Performance of Eval
Scott Penrose
scottp at myinternet.com.au
Wed Oct 30 17:28:47 CST 2002
Hey Dudes,
A BIG HUGE thank you to all of your responses.
My conclusion is that I have been working in Perl without exceptions
for so long that I had gotten into the habit of checking everything so
often that I had ruled out using eval {}.
In my bad old programming days :-) (M$ Visual BASIC) the standard way
of programming was to do a catch on exceptions for ALL errors. While
this produces good output to the user, I found it annoying for
debugging, and encouraged catching ALL errors that way, and in fact it
was sometimes the only way to catch errors.

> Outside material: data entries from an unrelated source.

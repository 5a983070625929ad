// src/pipeline/asset.rs
use chrono::{DateTime, Utc};
use serde::Serialize;
use std::fmt;
use std::str::FromStr;
use std::sync::Arc;
use uuid::Uuid;

use crate::ml::{FittedBoostedModel, FittedTfidf};
use crate::models::{LabeledTitles, PredictionVector, StoryCorpus, TransformedSet};
use crate::pipeline::metadata::Metadata;
use crate::utils::error::PipelineError;

/// Every named value the flow can materialize.
#[derive(Debug, Clone, Copy, PartialEq, Eq, Hash, PartialOrd, Ord, Serialize)]
#[serde(rename_all = "snake_case")]
pub enum AssetKey {
    HackernewsStories,
    TrainingData,
    TestData,
    TfidfVectorizer,
    TransformedTrainingData,
    TransformedTestData,
    CommentsModel,
    CommentsModelTestSetRSquared,
    LatestStoryCommentPredictions,
}

impl AssetKey {
    pub const ALL: [AssetKey; 9] = [
        AssetKey::HackernewsStories,
        AssetKey::TrainingData,
        AssetKey::TestData,
        AssetKey::TfidfVectorizer,
        AssetKey::TransformedTrainingData,
        AssetKey::TransformedTestData,
        AssetKey::CommentsModel,
        AssetKey::CommentsModelTestSetRSquared,
        AssetKey::LatestStoryCommentPredictions,
    ];

    pub fn as_str(&self) -> &'static str {
        match self {
            AssetKey::HackernewsStories => "hackernews_stories",
            AssetKey::TrainingData => "training_data",
            AssetKey::TestData => "test_data",
            AssetKey::TfidfVectorizer => "tfidf_vectorizer",
            AssetKey::TransformedTrainingData => "transformed_training_data",
            AssetKey::TransformedTestData => "transformed_test_data",
            AssetKey::CommentsModel => "comments_model",
            AssetKey::CommentsModelTestSetRSquared => "comments_model_test_set_r_squared",
            AssetKey::LatestStoryCommentPredictions => "latest_story_comment_predictions",
        }
    }

    /// Assets holding fit-derived state that downstream ops reuse unchanged.
    pub fn is_fitted_state(&self) -> bool {
        matches!(self, AssetKey::TfidfVectorizer | AssetKey::CommentsModel)
    }
}

impl fmt::Display for AssetKey {
    fn fmt(&self, f: &mut fmt::Formatter<'_>) -> fmt::Result {
        f.write_str(self.as_str())
    }
}

impl FromStr for AssetKey {
    type Err = PipelineError;

    fn from_str(s: &str) -> Result<Self, Self::Err> {
        AssetKey::ALL
            .iter()
            .copied()
            .find(|key| key.as_str() == s.trim())
            .ok_or_else(|| PipelineError::UnknownAsset(s.to_string()))
    }
}

/// A materialized value. Values are immutable once produced and shared
/// between ops by reference count.
#[derive(Debug, Clone)]
pub enum AssetValue {
    Stories(Arc<StoryCorpus>),
    Labeled(Arc<LabeledTitles>),
    Vectorizer(Arc<FittedTfidf>),
    Transformed(Arc<TransformedSet>),
    Model(Arc<FittedBoostedModel>),
    Score(f64),
    Predictions(Arc<PredictionVector>),
}

impl AssetValue {
    pub fn kind(&self) -> &'static str {
        match self {
            AssetValue::Stories(_) => "a story corpus",
            AssetValue::Labeled(_) => "labeled titles",
            AssetValue::Vectorizer(_) => "a fitted vectorizer",
            AssetValue::Transformed(_) => "a transformed data set",
            AssetValue::Model(_) => "a fitted model",
            AssetValue::Score(_) => "a score",
            AssetValue::Predictions(_) => "predictions",
        }
    }

    /// Content hash for values whose identity is cheap to establish. Fitted
    /// state and derived numbers return None and always count as changed.
    pub fn data_version(&self) -> Option<String> {
        match self {
            AssetValue::Stories(corpus) => Some(corpus.data_version()),
            AssetValue::Labeled(labeled) => Some(labeled.data_version()),
            _ => None,
        }
    }
}

/// Where an asset stands in the in-memory store.
#[derive(Debug, Clone, PartialEq, Eq)]
pub enum AssetStatus {
    Missing,
    Fresh,
    /// An upstream asset changed after this one was materialized.
    Stale,
    Failed(String),
}

impl fmt::Display for AssetStatus {
    fn fmt(&self, f: &mut fmt::Formatter<'_>) -> fmt::Result {
        match self {
            AssetStatus::Missing => write!(f, "missing"),
            AssetStatus::Fresh => write!(f, "fresh"),
            AssetStatus::Stale => write!(f, "stale"),
            AssetStatus::Failed(reason) => write!(f, "failed ({})", reason),
        }
    }
}

/// One successful materialization of an asset.
#[derive(Debug, Clone)]
pub struct Materialization {
    pub value: AssetValue,
    pub run_id: Uuid,
    pub materialized_at: DateTime<Utc>,
    pub data_version: Option<String>,
    pub metadata: Metadata,
}

#[cfg(test)]
mod tests {
    use super::*;

    #[test]
    fn test_names_round_trip() {
        for key in AssetKey::ALL {
            assert_eq!(key.as_str().parse::<AssetKey>().unwrap(), key);
            assert_eq!(
                serde_json::to_string(&key).unwrap(),
                format!("\"{}\"", key.as_str())
            );
        }
    }

    #[test]
    fn test_unknown_name() {
        assert_eq!(
            "xgboost".parse::<AssetKey>(),
            Err(PipelineError::UnknownAsset("xgboost".to_string()))
        );
    }

    #[test]
    fn test_only_corpus_values_are_versioned() {
        assert!(AssetValue::Score(0.5).data_version().is_none());
        let labeled = AssetValue::Labeled(Arc::new(LabeledTitles::default()));
        assert!(labeled.data_version().is_some());
    }
}
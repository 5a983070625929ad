// src/utils/env.rs
use log::{debug, info};

/// Loads variables from a `.env` file in the working directory (or any parent).
/// Variables already present in the process environment win.
pub fn load_env() {
    match dotenv::dotenv() {
        Ok(path) => info!("Loaded environment variables from {}", path.display()),
        Err(e) => debug!(
            "No .env file loaded ({}). Proceeding with system environment variables.",
            e
        ),
    }
}
// src/utils/progress_config.rs

use indicatif::{ProgressBar, ProgressStyle};
use std::env;

/// Configuration for progress output during window fetches
#[derive(Debug, Clone)]
pub struct ProgressConfig {
    /// Whether to show progress bars at all
    pub enabled: bool,
    /// Whether to show memory usage in the run summary
    pub show_memory: bool,
}

impl Default for ProgressConfig {
    fn default() -> Self {
        Self {
            enabled: true,
            show_memory: true,
        }
    }
}

impl ProgressConfig {
    /// Create progress configuration from environment variables
    pub fn from_env() -> Self {
        Self {
            enabled: env::var("PROGRESS_ENABLED")
                .unwrap_or_else(|_| "true".to_string())
                .parse()
                .unwrap_or(true),
            show_memory: env::var("PROGRESS_SHOW_MEMORY")
                .unwrap_or_else(|_| "true".to_string())
                .parse()
                .unwrap_or(true),
        }
    }

    /// No bars, no memory readout. Used by tests and non-interactive runs.
    pub fn disabled() -> Self {
        Self {
            enabled: false,
            show_memory: false,
        }
    }

    /// A bar for `len` steps, hidden when progress is disabled so callers can
    /// call `inc` unconditionally.
    pub fn create_progress_bar(&self, len: u64, message: &str) -> ProgressBar {
        if !self.enabled {
            return ProgressBar::hidden();
        }
        let pb = ProgressBar::new(len);
        if let Ok(style) = ProgressStyle::default_bar().template(
            "{spinner:.green} [{elapsed_precise}] [{bar:40.cyan/blue}] {pos}/{len} ({eta}) {msg}",
        ) {
            pb.set_style(style.progress_chars("#>-"));
        }
        pb.set_message(message.to_string());
        pb
    }

    /// Check if memory usage should be shown
    pub fn should_show_memory(&self) -> bool {
        self.enabled && self.show_memory
    }
}

#[cfg(test)]
mod tests {
    use super::*;

    #[test]
    fn test_disabled_bar_is_hidden() {
        let config = ProgressConfig::disabled();
        let pb = config.create_progress_bar(10, "noop");
        assert!(pb.is_hidden());
        assert!(!config.should_show_memory());
    }
}
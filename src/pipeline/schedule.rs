// src/pipeline/schedule.rs
//! Cron triggers and the local scheduler loop.

use anyhow::Result;
use chrono::{DateTime, Datelike, Duration as ChronoDuration, NaiveDate, NaiveDateTime, TimeZone, Timelike, Utc};
use log::{error, info, warn};
use std::fmt;
use std::future::Future;
use std::str::FromStr;
use std::sync::Arc;
use std::time::Duration;
use tokio::sync::Mutex;

use crate::models::PredictionVector;
use crate::pipeline::asset::AssetKey;
use crate::pipeline::executor::{Executor, RunReport};
use crate::utils::error::PipelineError;

/// Five-field cron expression (minute hour day-of-month month day-of-week),
/// evaluated in UTC.
#[derive(Debug, Clone, PartialEq, Eq)]
pub struct CronSchedule {
    expression: String,
    minutes: u64,
    hours: u64,
    days_of_month: u64,
    months: u64,
    days_of_week: u64,
    dom_restricted: bool,
    dow_restricted: bool,
}

fn parse_field(field: &str, name: &str, min: u32, max: u32) -> Result<u64, PipelineError> {
    let invalid = |reason: String| PipelineError::InvalidCron(format!("{} field '{}': {}", name, field, reason));
    let number = |s: &str| -> Result<u32, PipelineError> {
        let value: u32 = s
            .parse()
            .map_err(|_| invalid(format!("'{}' is not a number", s)))?;
        if value < min || value > max {
            return Err(invalid(format!("{} is outside {}-{}", value, min, max)));
        }
        Ok(value)
    };

    let mut mask = 0u64;
    for part in field.split(',') {
        let (range, step) = match part.split_once('/') {
            Some((range, step)) => {
                let step: u32 = step
                    .parse()
                    .map_err(|_| invalid(format!("bad step '{}'", step)))?;
                if step == 0 {
                    return Err(invalid("step must be positive".to_string()));
                }
                (range, Some(step))
            }
            None => (part, None),
        };

        let (start, end) = if range == "*" {
            (min, max)
        } else if let Some((a, b)) = range.split_once('-') {
            let (a, b) = (number(a)?, number(b)?);
            if a > b {
                return Err(invalid(format!("range {}-{} is reversed", a, b)));
            }
            (a, b)
        } else {
            let a = number(range)?;
            // `5/15` means every 15 starting at 5.
            if step.is_some() {
                (a, max)
            } else {
                (a, a)
            }
        };

        for value in (start..=end).step_by(step.unwrap_or(1) as usize) {
            mask |= 1 << value;
        }
    }
    Ok(mask)
}

fn has(mask: u64, value: u32) -> bool {
    mask & (1 << value) != 0
}

impl CronSchedule {
    pub fn parse(expression: &str) -> Result<Self, PipelineError> {
        let fields: Vec<&str> = expression.split_whitespace().collect();
        if fields.len() != 5 {
            return Err(PipelineError::InvalidCron(format!(
                "expected 5 fields in '{}', found {}",
                expression,
                fields.len()
            )));
        }

        let mut days_of_week = parse_field(fields[4], "day-of-week", 0, 7)?;
        // 7 is another name for Sunday.
        if has(days_of_week, 7) {
            days_of_week = (days_of_week & !(1 << 7)) | 1;
        }

        Ok(Self {
            expression: fields.join(" "),
            minutes: parse_field(fields[0], "minute", 0, 59)?,
            hours: parse_field(fields[1], "hour", 0, 23)?,
            days_of_month: parse_field(fields[2], "day-of-month", 1, 31)?,
            months: parse_field(fields[3], "month", 1, 12)?,
            days_of_week,
            dom_restricted: !fields[2].starts_with('*'),
            dow_restricted: !fields[4].starts_with('*'),
        })
    }

    pub fn expression(&self) -> &str {
        &self.expression
    }

    fn day_matches(&self, date: NaiveDate) -> bool {
        let dom = has(self.days_of_month, date.day());
        let dow = has(self.days_of_week, date.weekday().num_days_from_sunday());
        if self.dom_restricted && self.dow_restricted {
            dom || dow
        } else {
            dom && dow
        }
    }

    pub fn matches(&self, t: DateTime<Utc>) -> bool {
        has(self.minutes, t.minute())
            && has(self.hours, t.hour())
            && has(self.months, t.month())
            && self.day_matches(t.date_naive())
    }

    /// First matching minute strictly after `after`. None when the expression
    /// can never fire (e.g. February 30th).
    pub fn next_after(&self, after: DateTime<Utc>) -> Option<DateTime<Utc>> {
        let mut t: NaiveDateTime = after
            .naive_utc()
            .with_second(0)?
            .with_nanosecond(0)?
            + ChronoDuration::minutes(1);
        // Any satisfiable expression fires within a leap cycle.
        let limit = t + ChronoDuration::days(366 * 5);

        while t <= limit {
            if !has(self.months, t.month()) {
                let (year, month) = if t.month() == 12 {
                    (t.year() + 1, 1)
                } else {
                    (t.year(), t.month() + 1)
                };
                t = NaiveDate::from_ymd_opt(year, month, 1)?.and_hms_opt(0, 0, 0)?;
                continue;
            }
            if !self.day_matches(t.date()) {
                t = t.date().succ_opt()?.and_hms_opt(0, 0, 0)?;
                continue;
            }
            if !has(self.hours, t.hour()) {
                t = t.date().and_hms_opt(t.hour(), 0, 0)? + ChronoDuration::hours(1);
                continue;
            }
            if !has(self.minutes, t.minute()) {
                t += ChronoDuration::minutes(1);
                continue;
            }
            return Some(Utc.from_utc_datetime(&t));
        }
        None
    }
}

impl FromStr for CronSchedule {
    type Err = PipelineError;

    fn from_str(s: &str) -> Result<Self, Self::Err> {
        Self::parse(s)
    }
}

impl fmt::Display for CronSchedule {
    fn fmt(&self, f: &mut fmt::Formatter<'_>) -> fmt::Result {
        f.write_str(&self.expression)
    }
}

/// Runs scheduled ops on their cron ticks and manual runs on demand, through
/// one executor. The mutex keeps the two from overlapping.
#[derive(Clone)]
pub struct Scheduler {
    executor: Arc<Mutex<Executor>>,
}

impl Scheduler {
    pub fn new(executor: Executor) -> Self {
        Self {
            executor: Arc::new(Mutex::new(executor)),
        }
    }

    pub fn executor(&self) -> Arc<Mutex<Executor>> {
        Arc::clone(&self.executor)
    }

    pub async fn run_now(&self, selection: &[AssetKey]) -> Result<RunReport> {
        self.executor.lock().await.run_now(selection).await
    }

    pub async fn latest_predictions(&self) -> Option<Arc<PredictionVector>> {
        self.executor.lock().await.store().predictions()
    }

    /// Earliest upcoming tick among all scheduled ops.
    pub async fn next_tick(&self, after: DateTime<Utc>) -> Option<(DateTime<Utc>, &'static str)> {
        let executor = self.executor.lock().await;
        let mut next: Option<(DateTime<Utc>, &'static str)> = None;
        for (op, schedule) in executor.graph().scheduled_ops() {
            if let Some(at) = schedule.next_after(after) {
                if next.map_or(true, |(best, _)| at < best) {
                    next = Some((at, op.name()));
                }
            }
        }
        next
    }

    /// Loops until Ctrl-C.
    pub async fn run_forever(&self) -> Result<()> {
        self.run_until(async {
            if let Err(e) = tokio::signal::ctrl_c().await {
                error!("Failed to listen for Ctrl-C: {}", e);
                std::future::pending::<()>().await;
            }
        })
        .await
    }

    /// Sleeps until each tick and runs the op due. A failed scheduled run is
    /// logged and the loop carries on with the next tick.
    pub async fn run_until<F>(&self, shutdown: F) -> Result<()>
    where
        F: Future<Output = ()>,
    {
        tokio::pin!(shutdown);
        loop {
            let Some((at, op)) = self.next_tick(Utc::now()).await else {
                warn!("No scheduled ops in the graph; scheduler has nothing to do");
                return Ok(());
            };
            info!("⏰ Next scheduled run: '{}' at {}", op, at);
            let wait = (at - Utc::now()).to_std().unwrap_or(Duration::ZERO);

            tokio::select! {
                _ = tokio::time::sleep(wait) => {}
                _ = &mut shutdown => {
                    info!("🛑 Scheduler stopping");
                    return Ok(());
                }
            }

            let mut executor = self.executor.lock().await;
            match executor.run_scheduled(op).await {
                Ok(report) => info!(
                    "Scheduled run {} of '{}' materialized {} asset(s)",
                    report.run_id,
                    op,
                    report.materialized.len()
                ),
                Err(e) => error!("Scheduled run of '{}' failed: {:#}", op, e),
            }
        }
    }
}

#[cfg(test)]
mod tests {
    use super::*;
    use crate::fetch::test_support::{synthetic_window, InMemorySource};
    use crate::pipeline::asset::AssetStatus;
    use crate::pipeline::build_default_graph;
    use crate::utils::config::FlowConfig;
    use crate::models::WindowOffsets;
    use crate::utils::progress_config::ProgressConfig;

    fn at(y: i32, mo: u32, d: u32, h: u32, mi: u32) -> DateTime<Utc> {
        Utc.with_ymd_and_hms(y, mo, d, h, mi, 0).unwrap()
    }

    #[test]
    fn test_daily_at_nine() {
        let cron = CronSchedule::parse("0 9 * * *").unwrap();
        assert_eq!(cron.next_after(at(2024, 1, 1, 8, 0)), Some(at(2024, 1, 1, 9, 0)));
        assert_eq!(cron.next_after(at(2024, 1, 1, 9, 0)), Some(at(2024, 1, 2, 9, 0)));
        assert_eq!(cron.next_after(at(2024, 12, 31, 10, 30)), Some(at(2025, 1, 1, 9, 0)));
        assert!(cron.matches(at(2024, 6, 15, 9, 0)));
        assert!(!cron.matches(at(2024, 6, 15, 9, 1)));
    }

    #[test]
    fn test_steps_ranges_and_lists() {
        let cron = CronSchedule::parse("*/15 8-10 * * *").unwrap();
        assert_eq!(cron.next_after(at(2024, 3, 1, 8, 7)), Some(at(2024, 3, 1, 8, 15)));
        assert_eq!(cron.next_after(at(2024, 3, 1, 10, 45)), Some(at(2024, 3, 2, 8, 0)));

        let cron = CronSchedule::parse("5,35 0 1 1,7 *").unwrap();
        assert_eq!(cron.next_after(at(2024, 1, 1, 0, 5)), Some(at(2024, 1, 1, 0, 35)));
        assert_eq!(cron.next_after(at(2024, 1, 1, 0, 35)), Some(at(2024, 7, 1, 0, 5)));
    }

    #[test]
    fn test_day_of_week_and_sunday_alias() {
        // 2024-03-03 is a Sunday.
        let sunday = CronSchedule::parse("0 12 * * 7").unwrap();
        assert_eq!(sunday.next_after(at(2024, 3, 1, 0, 0)), Some(at(2024, 3, 3, 12, 0)));
        assert_eq!(CronSchedule::parse("0 12 * * 0").unwrap().next_after(at(2024, 3, 1, 0, 0)), Some(at(2024, 3, 3, 12, 0)));

        // Restricted day-of-month and day-of-week: either one fires.
        let either = CronSchedule::parse("0 0 15 * 1").unwrap();
        assert_eq!(either.next_after(at(2024, 3, 1, 0, 0)), Some(at(2024, 3, 4, 0, 0)));
        assert_eq!(either.next_after(at(2024, 3, 12, 0, 0)), Some(at(2024, 3, 15, 0, 0)));
    }

    #[test]
    fn test_leap_day_and_impossible_dates() {
        let leap = CronSchedule::parse("0 0 29 2 *").unwrap();
        assert_eq!(leap.next_after(at(2023, 3, 1, 0, 0)), Some(at(2024, 2, 29, 0, 0)));
        assert_eq!(CronSchedule::parse("0 0 30 2 *").unwrap().next_after(at(2024, 1, 1, 0, 0)), None);
    }

    #[test]
    fn test_invalid_expressions() {
        for expr in ["", "0 9 * *", "60 * * * *", "* 24 * * *", "* * 0 * *", "*/0 * * * *", "5-1 * * * *", "a * * * *"] {
            assert!(
                matches!(expr.parse::<CronSchedule>(), Err(PipelineError::InvalidCron(_))),
                "{:?} should be rejected",
                expr
            );
        }
    }

    fn scheduler() -> Scheduler {
        scheduler_with(synthetic_window(1_000))
    }

    fn scheduler_with(source: InMemorySource) -> Scheduler {
        let mut config = FlowConfig::default();
        config.fetch.training_window = WindowOffsets::new(10, 0);
        config.fetch.inference_window = WindowOffsets::new(10, 0);
        config.split.seed = Some(1);
        config.progress = ProgressConfig::disabled();
        let graph = build_default_graph(&config, Arc::new(source)).unwrap();
        Scheduler::new(Executor::new(graph))
    }

    #[tokio::test]
    async fn test_next_tick_is_the_training_op() {
        let scheduler = scheduler();
        let tick = scheduler.next_tick(at(2024, 5, 1, 10, 0)).await;
        assert_eq!(tick, Some((at(2024, 5, 2, 9, 0), "comments_model")));
    }

    #[tokio::test]
    async fn test_run_until_stops_on_shutdown() {
        let scheduler = scheduler();
        scheduler.run_until(async {}).await.unwrap();
        assert!(scheduler.latest_predictions().await.is_none());
    }

    /// Resolves once `key` reaches a status accepted by `done`, checking
    /// once a minute of (paused) test time.
    async fn status_reached(scheduler: Scheduler, key: AssetKey, done: fn(&AssetStatus) -> bool) {
        loop {
            tokio::time::sleep(Duration::from_secs(60)).await;
            if done(&scheduler.executor().lock().await.status(key)) {
                return;
            }
        }
    }

    #[tokio::test(start_paused = true)]
    async fn test_scheduled_tick_trains_model() {
        let scheduler = scheduler();
        let shutdown = status_reached(scheduler.clone(), AssetKey::CommentsModel, |status| {
            *status == AssetStatus::Fresh
        });
        scheduler.run_until(shutdown).await.unwrap();

        let executor = scheduler.executor();
        let executor = executor.lock().await;
        assert_eq!(executor.status(AssetKey::HackernewsStories), AssetStatus::Fresh);
        assert_eq!(executor.status(AssetKey::CommentsModel), AssetStatus::Fresh);
        // The tick covers the model and its ancestors, not the downstream assets.
        assert_eq!(
            executor.status(AssetKey::LatestStoryCommentPredictions),
            AssetStatus::Missing
        );
    }

    #[tokio::test(start_paused = true)]
    async fn test_failed_tick_keeps_scheduler_running() {
        let scheduler = scheduler_with(synthetic_window(1_000).failing_on(995));
        let shutdown = status_reached(scheduler.clone(), AssetKey::HackernewsStories, |status| {
            matches!(status, AssetStatus::Failed(_))
        });
        scheduler.run_until(shutdown).await.unwrap();

        let executor = scheduler.executor();
        let executor = executor.lock().await;
        assert!(matches!(
            executor.status(AssetKey::HackernewsStories),
            AssetStatus::Failed(_)
        ));
        assert_eq!(executor.status(AssetKey::CommentsModel), AssetStatus::Missing);
    }

    #[tokio::test]
    async fn test_manual_run_through_scheduler() {
        let scheduler = scheduler();
        scheduler.run_now(&[]).await.unwrap();
        assert_eq!(scheduler.latest_predictions().await.unwrap().len(), 8);
    }
}
// src/fetch/mod.rs
pub mod client;
pub mod stories;

use anyhow::Result;
use async_trait::async_trait;

use crate::models::RawItem;

pub use client::HackerNewsClient;
pub use stories::{fetch_stories, fetch_window, filter_stories, records_from_items};

/// Read-only source of Hacker News items.
#[async_trait]
pub trait ItemSource: Send + Sync {
    /// Current largest item id.
    async fn max_item_id(&self) -> Result<u64>;

    /// One item; `Ok(None)` when the API answers `null` for the id.
    async fn fetch_item(&self, id: u64) -> Result<Option<RawItem>>;
}
pub mod fetch;
pub mod ml;
pub mod models;
pub mod pipeline;
pub mod utils;
// src/ml/splitter.rs
use log::debug;
use rand::rngs::StdRng;
use rand::seq::SliceRandom;
use rand::SeedableRng;

use crate::models::{LabeledTitles, Split};

/// Randomly partitions `data` into train and test sets.
///
/// `ceil(test_fraction * n)` rows go to the test set and the rest to training,
/// so eight rows at 0.2 split 6/2. With `seed` set the partition is
/// reproducible; without it every call draws a new one.
pub fn split_train_test(data: &LabeledTitles, test_fraction: f64, seed: Option<u64>) -> Split {
    let total = data.len();
    let test_fraction = test_fraction.clamp(0.0, 1.0);
    let n_test = ((total as f64) * test_fraction).ceil() as usize;
    let n_test = n_test.min(total);

    let mut rng = match seed {
        Some(seed) => StdRng::seed_from_u64(seed),
        None => StdRng::from_entropy(),
    };
    let mut indices: Vec<usize> = (0..total).collect();
    indices.shuffle(&mut rng);

    let (test_idx, train_idx) = indices.split_at(n_test);
    let split = Split {
        train: data.select(train_idx),
        test: data.select(test_idx),
    };

    debug!(
        "Dataset split: {} training, {} test (seed: {:?})",
        split.train.len(),
        split.test.len(),
        seed
    );
    split
}

#[cfg(test)]
mod tests {
    use super::*;
    use std::collections::HashSet;

    fn corpus(n: usize) -> LabeledTitles {
        LabeledTitles {
            ids: (0..n as u64).collect(),
            titles: (0..n).map(|i| format!("title {}", i)).collect(),
            labels: (0..n).map(|i| if i % 3 == 0 { None } else { Some(i as u32) }).collect(),
        }
    }

    #[test]
    fn test_eight_rows_split_six_two() {
        let split = split_train_test(&corpus(8), 0.2, None);
        assert_eq!(split.train.len(), 6);
        assert_eq!(split.test.len(), 2);
    }

    #[test]
    fn test_all_rows_preserved_and_disjoint() {
        let data = corpus(53);
        let split = split_train_test(&data, 0.2, None);
        assert_eq!(split.train.len() + split.test.len(), data.len());

        let train: HashSet<u64> = split.train.ids.iter().copied().collect();
        let test: HashSet<u64> = split.test.ids.iter().copied().collect();
        assert!(train.is_disjoint(&test));
        assert_eq!(train.len() + test.len(), 53);
    }

    #[test]
    fn test_missing_labels_travel_with_their_rows() {
        let data = corpus(12);
        let split = split_train_test(&data, 0.25, Some(3));
        for part in [&split.train, &split.test] {
            for (id, label) in part.ids.iter().zip(&part.labels) {
                assert_eq!(*label, data.labels[*id as usize]);
            }
        }
        assert_eq!(
            split.train.missing_label_count() + split.test.missing_label_count(),
            data.missing_label_count()
        );
    }

    #[test]
    fn test_seeded_split_is_reproducible() {
        let data = corpus(40);
        let a = split_train_test(&data, 0.2, Some(42));
        let b = split_train_test(&data, 0.2, Some(42));
        assert_eq!(a.train, b.train);
        assert_eq!(a.test, b.test);
    }

    #[test]
    fn test_empty_dataset() {
        let split = split_train_test(&LabeledTitles::default(), 0.2, None);
        assert!(split.train.is_empty());
        assert!(split.test.is_empty());
    }
}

Using the Java Style Try, Catch approach, which is basically the same
as doing the eval {} in the previous examples has given the best
results not only on shorter code (= less bugs), more readable, and as
Paul has discovered - FASTER. This in combination with a global DIE
handler for pretty user output gives I think one of the best possible
combinations.
I have played around a little with with Error, which is kind of cool,
allows you to do
try {
do_some_stuff();
die "error!" if $condition;
throw Error::Simple -text => "Oops!" if $other_condition;
}
catch Error::IO with {
my $E = shift;
print STDERR "File ", $E->{'-file'}, " had a problem\n";
}
except {
my $E = shift;
my $general_handler=sub {send_message
$E->{-description}};
return {
UserException1 => $general_handler,
UserException2 => $general_handler
};
}
otherwise {
print STDERR "Well I don't know what to say\n";
}
finally {
close_the_garage_door_already(); # Should be reliable
}; # Don't forget the trailing ; or you might be surprised
But for my simple example that is probably overkill, both in look and
feel and in performance.
But for bigger things, it is quite a neat structure, not totally
dissimilar to what is being worked on in Perl 6.
Again, big thanks to all the feedback !
Scott
--
Scott Penrose
Open source developer
http://linux.dd.com.au/
scottp at dd.com.au
Dismaimer: Open sauce usually ends up never coming out (of the bottle).